• _PROBLEM DETAILS_: Filter the listing for lines containing "ResourceKind".

>>>

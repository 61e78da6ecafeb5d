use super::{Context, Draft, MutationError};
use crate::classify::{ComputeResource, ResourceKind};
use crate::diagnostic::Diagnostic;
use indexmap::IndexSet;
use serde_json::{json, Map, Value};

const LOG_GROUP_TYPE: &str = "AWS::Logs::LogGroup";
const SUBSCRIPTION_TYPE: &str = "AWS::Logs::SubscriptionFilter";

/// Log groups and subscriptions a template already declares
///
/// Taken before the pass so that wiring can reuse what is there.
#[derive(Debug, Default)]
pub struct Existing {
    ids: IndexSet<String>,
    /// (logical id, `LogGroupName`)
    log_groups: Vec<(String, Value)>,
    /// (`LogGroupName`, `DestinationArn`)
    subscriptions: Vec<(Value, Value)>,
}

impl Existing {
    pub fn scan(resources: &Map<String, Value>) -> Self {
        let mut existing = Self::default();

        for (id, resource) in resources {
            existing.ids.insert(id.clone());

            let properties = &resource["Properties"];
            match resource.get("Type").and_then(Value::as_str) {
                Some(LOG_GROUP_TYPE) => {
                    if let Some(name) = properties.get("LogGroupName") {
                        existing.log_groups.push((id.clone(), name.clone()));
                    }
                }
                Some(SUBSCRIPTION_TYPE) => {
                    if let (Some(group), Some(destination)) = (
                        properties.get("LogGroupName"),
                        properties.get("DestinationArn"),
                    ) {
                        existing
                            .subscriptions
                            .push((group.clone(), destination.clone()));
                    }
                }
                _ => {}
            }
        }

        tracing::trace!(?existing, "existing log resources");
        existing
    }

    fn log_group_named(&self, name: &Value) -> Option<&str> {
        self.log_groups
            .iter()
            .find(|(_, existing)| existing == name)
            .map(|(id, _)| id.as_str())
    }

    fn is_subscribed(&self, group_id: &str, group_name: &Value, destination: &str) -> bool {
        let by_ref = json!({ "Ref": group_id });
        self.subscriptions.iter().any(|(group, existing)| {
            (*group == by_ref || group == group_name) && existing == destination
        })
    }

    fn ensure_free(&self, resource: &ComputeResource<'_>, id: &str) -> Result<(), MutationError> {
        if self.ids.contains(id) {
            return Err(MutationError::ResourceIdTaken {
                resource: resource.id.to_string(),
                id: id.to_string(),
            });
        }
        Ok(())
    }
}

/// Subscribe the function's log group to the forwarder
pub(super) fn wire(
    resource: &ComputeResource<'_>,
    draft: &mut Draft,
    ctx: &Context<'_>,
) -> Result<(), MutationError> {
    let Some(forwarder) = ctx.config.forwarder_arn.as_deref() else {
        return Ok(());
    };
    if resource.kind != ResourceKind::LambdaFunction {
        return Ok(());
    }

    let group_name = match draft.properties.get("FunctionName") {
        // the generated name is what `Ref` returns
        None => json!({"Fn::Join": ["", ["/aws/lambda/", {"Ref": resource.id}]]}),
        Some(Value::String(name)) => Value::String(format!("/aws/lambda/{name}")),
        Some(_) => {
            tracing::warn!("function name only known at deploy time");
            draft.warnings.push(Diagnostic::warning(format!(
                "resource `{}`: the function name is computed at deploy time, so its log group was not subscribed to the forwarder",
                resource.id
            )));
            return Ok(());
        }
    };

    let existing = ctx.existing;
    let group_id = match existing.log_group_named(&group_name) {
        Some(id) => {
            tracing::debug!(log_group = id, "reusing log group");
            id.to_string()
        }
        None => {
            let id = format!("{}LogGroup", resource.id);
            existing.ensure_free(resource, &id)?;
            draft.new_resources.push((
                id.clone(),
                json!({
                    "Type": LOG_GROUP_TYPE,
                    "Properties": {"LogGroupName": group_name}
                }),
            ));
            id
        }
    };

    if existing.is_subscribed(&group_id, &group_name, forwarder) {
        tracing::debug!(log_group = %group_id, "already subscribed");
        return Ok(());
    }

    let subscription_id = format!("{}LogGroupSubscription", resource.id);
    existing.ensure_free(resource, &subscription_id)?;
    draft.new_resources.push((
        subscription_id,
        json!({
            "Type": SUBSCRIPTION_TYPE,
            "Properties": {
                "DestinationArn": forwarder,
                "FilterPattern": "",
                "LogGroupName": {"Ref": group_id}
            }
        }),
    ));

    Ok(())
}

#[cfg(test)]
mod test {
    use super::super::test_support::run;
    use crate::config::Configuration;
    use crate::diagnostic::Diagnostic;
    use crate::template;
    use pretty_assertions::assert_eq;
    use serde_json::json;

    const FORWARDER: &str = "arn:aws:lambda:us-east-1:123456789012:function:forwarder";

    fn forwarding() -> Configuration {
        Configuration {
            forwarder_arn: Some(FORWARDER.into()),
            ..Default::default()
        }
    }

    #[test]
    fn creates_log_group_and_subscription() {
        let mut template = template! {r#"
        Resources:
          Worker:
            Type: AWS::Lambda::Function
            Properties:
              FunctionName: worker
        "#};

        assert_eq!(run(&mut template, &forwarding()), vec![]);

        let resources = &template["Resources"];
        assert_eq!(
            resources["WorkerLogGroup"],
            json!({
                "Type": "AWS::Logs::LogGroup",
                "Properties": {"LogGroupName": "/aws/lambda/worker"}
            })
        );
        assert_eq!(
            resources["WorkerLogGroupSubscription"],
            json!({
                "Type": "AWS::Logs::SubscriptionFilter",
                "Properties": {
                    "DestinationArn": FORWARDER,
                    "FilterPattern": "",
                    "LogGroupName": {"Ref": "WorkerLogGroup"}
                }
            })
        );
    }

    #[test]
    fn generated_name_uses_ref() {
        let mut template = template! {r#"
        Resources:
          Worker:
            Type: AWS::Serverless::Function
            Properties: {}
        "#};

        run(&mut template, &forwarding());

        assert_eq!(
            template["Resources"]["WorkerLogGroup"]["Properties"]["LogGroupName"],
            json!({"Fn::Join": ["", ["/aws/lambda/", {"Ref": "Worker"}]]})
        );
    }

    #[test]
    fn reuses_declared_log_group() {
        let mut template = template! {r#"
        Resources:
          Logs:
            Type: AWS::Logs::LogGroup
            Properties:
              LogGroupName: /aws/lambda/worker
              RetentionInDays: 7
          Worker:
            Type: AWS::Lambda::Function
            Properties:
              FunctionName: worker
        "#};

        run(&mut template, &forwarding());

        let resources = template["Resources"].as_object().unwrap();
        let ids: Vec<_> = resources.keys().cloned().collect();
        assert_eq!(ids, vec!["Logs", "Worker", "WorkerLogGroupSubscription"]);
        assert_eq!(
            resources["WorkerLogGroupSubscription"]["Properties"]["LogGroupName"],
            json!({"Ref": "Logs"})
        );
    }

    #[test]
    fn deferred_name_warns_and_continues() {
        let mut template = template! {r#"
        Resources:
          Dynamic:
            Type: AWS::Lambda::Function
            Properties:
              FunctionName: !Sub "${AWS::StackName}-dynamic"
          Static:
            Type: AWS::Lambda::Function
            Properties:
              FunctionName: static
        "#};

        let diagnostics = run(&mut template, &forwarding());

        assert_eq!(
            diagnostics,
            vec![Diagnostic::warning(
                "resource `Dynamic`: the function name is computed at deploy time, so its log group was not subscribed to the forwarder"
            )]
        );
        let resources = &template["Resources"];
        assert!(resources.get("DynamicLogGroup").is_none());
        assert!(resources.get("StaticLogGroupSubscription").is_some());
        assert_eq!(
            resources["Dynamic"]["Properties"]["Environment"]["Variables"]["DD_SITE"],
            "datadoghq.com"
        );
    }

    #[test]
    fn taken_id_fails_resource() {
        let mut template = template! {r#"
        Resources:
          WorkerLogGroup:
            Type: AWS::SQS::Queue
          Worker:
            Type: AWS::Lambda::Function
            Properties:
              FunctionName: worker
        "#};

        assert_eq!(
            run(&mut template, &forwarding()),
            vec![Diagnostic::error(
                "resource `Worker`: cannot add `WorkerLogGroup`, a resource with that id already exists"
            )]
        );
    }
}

<<<

• _RESPONSE TO THIS TASK_:
use crate::classify::{ComputeResource, ResourceKind};
    if resource.kind != ResourceKind::LambdaFunction {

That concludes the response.